* _WHAT YOU SHOULD DO_
First find the line with "let vy = if" in the entries below, then set down exactly every line through the line with "pub fn circular_speed(anchor_mass: f64, r: f64, g: f64)", that line included.

* _EXTRACTED DATA_
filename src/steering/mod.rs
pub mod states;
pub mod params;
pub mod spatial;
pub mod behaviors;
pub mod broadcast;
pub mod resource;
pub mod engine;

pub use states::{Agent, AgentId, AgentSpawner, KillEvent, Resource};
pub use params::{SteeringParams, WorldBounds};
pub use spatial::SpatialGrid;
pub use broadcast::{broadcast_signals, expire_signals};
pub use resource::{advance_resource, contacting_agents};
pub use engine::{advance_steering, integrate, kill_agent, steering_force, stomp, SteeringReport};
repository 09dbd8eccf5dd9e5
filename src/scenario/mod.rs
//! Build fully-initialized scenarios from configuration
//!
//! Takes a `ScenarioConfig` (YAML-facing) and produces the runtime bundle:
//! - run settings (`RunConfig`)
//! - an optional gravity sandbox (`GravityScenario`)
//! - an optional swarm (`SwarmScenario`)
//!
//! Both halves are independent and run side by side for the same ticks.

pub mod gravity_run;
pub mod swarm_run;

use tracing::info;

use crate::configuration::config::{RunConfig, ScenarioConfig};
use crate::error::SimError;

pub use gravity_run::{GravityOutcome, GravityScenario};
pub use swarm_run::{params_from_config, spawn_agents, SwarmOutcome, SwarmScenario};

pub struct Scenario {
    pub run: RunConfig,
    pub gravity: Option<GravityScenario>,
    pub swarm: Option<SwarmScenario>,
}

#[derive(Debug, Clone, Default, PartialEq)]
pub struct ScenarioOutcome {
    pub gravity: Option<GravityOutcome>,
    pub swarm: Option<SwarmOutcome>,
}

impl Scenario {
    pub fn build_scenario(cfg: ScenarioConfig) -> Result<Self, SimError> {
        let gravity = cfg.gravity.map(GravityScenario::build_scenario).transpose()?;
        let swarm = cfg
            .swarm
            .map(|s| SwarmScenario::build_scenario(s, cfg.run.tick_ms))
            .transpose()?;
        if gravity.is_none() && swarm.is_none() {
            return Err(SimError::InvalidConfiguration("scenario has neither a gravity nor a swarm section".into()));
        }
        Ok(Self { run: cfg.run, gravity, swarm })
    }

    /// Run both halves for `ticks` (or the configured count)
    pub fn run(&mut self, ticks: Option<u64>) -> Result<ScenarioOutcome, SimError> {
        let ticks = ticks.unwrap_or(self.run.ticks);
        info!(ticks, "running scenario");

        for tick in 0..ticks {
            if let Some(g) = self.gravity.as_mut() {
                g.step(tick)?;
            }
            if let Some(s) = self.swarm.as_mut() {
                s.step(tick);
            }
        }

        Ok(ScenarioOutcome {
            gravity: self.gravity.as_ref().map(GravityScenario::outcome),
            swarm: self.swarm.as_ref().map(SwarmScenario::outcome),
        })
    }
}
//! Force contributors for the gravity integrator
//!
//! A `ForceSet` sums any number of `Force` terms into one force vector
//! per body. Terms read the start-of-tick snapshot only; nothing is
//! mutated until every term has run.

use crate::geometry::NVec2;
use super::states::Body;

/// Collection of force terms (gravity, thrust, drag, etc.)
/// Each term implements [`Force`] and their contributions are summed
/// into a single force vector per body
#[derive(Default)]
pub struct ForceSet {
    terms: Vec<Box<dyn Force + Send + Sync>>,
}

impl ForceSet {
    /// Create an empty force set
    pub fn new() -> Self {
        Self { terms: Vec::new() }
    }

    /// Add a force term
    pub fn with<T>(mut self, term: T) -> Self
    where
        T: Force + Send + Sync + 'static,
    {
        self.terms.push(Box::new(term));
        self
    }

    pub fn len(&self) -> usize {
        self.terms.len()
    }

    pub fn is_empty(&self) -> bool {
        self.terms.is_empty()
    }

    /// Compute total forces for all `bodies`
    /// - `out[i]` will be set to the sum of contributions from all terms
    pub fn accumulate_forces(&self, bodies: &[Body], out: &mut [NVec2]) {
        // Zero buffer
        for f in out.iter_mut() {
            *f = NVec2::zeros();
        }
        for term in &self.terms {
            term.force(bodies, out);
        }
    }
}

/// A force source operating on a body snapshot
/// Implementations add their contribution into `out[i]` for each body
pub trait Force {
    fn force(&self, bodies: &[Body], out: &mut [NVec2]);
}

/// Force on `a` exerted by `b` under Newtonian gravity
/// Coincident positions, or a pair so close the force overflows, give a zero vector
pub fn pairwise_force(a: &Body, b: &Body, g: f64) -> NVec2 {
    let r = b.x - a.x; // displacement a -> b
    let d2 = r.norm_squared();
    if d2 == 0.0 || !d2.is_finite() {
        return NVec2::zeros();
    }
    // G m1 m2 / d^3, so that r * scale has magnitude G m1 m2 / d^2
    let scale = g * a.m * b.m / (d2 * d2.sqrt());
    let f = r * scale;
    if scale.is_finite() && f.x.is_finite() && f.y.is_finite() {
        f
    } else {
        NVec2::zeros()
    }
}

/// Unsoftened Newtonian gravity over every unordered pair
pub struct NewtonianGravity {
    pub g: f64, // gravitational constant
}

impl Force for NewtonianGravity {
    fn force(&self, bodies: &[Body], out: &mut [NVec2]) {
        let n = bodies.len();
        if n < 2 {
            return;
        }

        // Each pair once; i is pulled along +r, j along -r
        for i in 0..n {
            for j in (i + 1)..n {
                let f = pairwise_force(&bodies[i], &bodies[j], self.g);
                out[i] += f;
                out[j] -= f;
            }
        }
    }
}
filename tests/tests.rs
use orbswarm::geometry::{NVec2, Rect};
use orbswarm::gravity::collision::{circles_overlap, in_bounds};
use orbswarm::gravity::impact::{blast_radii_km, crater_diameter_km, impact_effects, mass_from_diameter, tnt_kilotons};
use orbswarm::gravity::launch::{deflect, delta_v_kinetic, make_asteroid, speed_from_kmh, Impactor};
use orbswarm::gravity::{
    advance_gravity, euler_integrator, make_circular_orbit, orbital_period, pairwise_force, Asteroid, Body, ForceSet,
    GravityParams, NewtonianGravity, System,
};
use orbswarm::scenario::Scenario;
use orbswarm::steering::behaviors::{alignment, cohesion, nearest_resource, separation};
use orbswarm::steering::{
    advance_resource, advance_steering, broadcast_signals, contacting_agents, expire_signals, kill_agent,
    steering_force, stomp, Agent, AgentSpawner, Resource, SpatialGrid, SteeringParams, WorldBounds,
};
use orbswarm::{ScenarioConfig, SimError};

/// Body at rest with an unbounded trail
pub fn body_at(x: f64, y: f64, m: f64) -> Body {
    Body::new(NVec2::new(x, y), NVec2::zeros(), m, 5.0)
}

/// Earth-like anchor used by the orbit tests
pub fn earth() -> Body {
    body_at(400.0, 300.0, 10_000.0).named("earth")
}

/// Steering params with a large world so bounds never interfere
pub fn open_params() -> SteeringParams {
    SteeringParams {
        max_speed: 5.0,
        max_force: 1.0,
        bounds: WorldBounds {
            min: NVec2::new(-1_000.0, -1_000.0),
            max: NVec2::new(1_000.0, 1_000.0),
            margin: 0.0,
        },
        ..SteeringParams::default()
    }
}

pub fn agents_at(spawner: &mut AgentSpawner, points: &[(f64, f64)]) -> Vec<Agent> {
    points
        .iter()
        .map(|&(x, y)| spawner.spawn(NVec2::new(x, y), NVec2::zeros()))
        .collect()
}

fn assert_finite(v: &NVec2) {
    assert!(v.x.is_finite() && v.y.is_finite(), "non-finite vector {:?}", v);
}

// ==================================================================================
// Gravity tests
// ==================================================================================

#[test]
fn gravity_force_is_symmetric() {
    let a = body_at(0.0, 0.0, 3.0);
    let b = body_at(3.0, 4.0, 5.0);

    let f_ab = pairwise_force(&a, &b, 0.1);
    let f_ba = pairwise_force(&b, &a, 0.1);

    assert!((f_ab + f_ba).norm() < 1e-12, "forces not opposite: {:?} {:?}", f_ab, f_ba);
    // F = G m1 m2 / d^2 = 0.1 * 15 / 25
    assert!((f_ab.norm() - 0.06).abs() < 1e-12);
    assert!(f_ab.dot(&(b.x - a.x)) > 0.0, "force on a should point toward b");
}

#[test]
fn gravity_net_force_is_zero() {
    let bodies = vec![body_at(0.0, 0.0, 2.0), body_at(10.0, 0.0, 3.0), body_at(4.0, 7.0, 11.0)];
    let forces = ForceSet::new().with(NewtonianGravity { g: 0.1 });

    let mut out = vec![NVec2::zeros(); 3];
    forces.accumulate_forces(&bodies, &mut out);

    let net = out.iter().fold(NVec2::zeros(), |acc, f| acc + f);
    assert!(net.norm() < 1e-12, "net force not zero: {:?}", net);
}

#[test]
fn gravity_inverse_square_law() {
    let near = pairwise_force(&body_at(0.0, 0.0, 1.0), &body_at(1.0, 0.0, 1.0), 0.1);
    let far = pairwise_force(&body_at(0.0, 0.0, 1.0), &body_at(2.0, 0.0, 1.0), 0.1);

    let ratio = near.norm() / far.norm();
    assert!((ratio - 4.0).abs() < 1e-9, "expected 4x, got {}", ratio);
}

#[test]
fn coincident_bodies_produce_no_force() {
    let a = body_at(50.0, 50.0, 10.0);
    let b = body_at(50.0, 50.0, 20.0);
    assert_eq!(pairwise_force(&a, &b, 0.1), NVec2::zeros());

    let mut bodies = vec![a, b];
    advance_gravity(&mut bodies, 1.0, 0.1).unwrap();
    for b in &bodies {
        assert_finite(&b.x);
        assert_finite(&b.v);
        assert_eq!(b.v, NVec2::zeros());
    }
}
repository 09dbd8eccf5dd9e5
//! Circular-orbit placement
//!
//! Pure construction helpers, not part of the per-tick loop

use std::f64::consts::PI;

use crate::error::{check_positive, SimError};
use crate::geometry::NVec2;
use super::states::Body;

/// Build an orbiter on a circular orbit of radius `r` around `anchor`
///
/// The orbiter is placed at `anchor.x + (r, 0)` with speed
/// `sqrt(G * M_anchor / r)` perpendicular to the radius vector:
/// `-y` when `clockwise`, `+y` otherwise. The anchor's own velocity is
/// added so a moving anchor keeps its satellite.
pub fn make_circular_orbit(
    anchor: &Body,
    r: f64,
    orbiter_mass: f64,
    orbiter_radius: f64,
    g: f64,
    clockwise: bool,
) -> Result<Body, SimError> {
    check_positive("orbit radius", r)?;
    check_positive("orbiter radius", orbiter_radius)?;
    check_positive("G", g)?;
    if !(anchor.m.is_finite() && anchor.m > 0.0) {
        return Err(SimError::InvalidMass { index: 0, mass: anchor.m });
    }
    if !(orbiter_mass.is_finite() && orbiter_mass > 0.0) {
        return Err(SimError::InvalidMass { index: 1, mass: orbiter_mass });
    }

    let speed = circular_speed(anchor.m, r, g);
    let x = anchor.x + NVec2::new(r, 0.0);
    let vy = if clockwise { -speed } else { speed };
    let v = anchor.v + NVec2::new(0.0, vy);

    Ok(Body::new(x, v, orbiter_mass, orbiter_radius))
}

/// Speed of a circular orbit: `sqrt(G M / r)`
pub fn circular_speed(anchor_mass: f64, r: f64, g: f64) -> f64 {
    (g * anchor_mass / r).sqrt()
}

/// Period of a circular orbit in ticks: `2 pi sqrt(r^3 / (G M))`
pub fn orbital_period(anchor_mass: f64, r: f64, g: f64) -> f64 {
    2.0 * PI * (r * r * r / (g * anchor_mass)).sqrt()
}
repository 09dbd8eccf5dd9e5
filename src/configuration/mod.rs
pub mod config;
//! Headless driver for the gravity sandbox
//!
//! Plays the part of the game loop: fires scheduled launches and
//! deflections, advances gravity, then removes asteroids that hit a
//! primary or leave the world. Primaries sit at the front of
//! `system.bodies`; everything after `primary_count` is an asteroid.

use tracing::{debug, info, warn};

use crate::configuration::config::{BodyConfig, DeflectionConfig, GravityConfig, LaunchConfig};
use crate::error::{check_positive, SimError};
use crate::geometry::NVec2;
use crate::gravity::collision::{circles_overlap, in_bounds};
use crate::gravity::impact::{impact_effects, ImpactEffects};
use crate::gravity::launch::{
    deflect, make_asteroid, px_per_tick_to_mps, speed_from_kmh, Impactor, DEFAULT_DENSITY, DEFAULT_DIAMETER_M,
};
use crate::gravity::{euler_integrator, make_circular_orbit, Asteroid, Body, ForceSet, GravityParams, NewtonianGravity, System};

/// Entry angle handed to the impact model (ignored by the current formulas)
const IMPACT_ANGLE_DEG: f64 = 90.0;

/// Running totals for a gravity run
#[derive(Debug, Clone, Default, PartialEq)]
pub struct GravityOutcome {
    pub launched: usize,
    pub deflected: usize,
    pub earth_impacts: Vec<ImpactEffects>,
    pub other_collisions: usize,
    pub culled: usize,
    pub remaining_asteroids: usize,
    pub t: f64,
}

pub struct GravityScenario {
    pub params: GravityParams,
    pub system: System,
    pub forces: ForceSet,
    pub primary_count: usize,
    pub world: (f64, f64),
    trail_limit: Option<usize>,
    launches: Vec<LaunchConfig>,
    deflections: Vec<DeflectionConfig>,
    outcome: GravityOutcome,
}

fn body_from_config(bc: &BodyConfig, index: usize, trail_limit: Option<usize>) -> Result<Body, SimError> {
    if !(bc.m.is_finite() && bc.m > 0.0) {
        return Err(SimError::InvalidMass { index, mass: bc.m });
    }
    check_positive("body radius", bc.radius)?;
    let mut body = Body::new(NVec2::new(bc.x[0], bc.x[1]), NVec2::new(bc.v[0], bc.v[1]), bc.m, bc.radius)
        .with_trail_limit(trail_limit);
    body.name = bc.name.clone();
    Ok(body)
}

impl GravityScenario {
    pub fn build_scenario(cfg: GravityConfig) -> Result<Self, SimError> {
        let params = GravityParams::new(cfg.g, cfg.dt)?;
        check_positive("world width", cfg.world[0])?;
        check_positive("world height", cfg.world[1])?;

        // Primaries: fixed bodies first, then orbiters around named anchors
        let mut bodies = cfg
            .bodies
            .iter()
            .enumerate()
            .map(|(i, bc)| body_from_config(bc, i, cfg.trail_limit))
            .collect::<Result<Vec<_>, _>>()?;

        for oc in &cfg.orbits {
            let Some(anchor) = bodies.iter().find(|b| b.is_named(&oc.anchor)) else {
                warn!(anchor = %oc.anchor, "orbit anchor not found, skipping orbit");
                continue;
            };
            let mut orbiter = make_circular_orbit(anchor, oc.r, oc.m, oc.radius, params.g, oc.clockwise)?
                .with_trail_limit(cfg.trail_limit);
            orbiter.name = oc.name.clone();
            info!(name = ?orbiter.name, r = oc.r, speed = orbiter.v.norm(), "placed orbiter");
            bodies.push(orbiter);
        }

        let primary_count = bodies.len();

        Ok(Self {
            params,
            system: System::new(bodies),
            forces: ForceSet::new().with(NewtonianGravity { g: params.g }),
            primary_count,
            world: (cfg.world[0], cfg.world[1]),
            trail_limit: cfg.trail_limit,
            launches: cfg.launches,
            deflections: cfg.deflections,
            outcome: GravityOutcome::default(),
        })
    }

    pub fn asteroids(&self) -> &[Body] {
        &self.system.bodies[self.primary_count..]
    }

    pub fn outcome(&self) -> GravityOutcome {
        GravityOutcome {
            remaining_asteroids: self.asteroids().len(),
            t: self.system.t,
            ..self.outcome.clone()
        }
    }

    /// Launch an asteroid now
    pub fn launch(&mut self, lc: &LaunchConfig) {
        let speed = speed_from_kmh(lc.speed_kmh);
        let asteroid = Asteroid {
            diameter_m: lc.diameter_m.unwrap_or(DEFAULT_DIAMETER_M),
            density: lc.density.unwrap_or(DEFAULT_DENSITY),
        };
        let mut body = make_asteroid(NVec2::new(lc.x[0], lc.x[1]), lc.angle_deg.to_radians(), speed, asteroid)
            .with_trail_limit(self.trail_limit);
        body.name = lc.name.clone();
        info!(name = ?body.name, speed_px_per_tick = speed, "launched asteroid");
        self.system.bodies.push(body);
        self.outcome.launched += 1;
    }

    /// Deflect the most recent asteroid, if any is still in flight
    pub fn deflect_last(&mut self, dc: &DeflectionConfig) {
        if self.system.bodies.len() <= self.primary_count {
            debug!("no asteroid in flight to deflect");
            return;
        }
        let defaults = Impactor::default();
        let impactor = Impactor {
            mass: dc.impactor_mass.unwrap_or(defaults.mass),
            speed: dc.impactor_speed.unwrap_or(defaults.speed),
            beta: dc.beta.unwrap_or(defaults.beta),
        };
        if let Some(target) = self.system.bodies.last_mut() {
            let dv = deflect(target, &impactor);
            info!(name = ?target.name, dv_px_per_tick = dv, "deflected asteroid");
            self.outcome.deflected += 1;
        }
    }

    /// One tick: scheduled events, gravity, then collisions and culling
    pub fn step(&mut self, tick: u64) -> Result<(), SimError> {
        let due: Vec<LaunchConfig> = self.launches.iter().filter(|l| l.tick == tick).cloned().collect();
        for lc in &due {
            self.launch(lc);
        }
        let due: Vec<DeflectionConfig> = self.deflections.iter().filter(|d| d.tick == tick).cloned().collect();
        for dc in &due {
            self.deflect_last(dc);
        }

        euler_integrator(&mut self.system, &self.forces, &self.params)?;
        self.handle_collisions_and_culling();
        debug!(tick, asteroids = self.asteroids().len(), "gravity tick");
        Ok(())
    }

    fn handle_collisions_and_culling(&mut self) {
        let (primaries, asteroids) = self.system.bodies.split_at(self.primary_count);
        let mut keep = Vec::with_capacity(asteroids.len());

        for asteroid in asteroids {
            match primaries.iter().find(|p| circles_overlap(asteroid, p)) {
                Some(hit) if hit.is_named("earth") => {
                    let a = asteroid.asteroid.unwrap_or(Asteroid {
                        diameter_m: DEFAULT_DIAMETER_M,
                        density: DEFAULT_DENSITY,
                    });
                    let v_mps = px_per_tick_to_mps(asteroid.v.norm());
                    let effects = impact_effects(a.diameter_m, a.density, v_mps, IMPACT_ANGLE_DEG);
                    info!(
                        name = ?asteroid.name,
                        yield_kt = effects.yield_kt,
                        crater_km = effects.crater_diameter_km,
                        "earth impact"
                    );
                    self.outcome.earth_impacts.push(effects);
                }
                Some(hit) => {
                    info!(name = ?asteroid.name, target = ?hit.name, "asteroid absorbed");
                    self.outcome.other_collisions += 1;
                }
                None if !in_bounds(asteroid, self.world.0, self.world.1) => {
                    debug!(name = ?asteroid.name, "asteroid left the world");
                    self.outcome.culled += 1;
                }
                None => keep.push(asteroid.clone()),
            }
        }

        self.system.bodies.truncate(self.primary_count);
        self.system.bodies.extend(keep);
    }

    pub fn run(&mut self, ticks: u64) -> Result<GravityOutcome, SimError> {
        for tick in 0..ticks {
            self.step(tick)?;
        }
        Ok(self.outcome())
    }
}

* _EXPECTED ANSWER_
    let vy = if clockwise { -speed } else { speed };
    let v = anchor.v + NVec2::new(0.0, vy);

    Ok(Body::new(x, v, orbiter_mass, orbiter_radius))
}

/// Speed of a circular orbit: `sqrt(G M / r)`
pub fn circular_speed(anchor_mass: f64, r: f64, g: f64) -> f64 {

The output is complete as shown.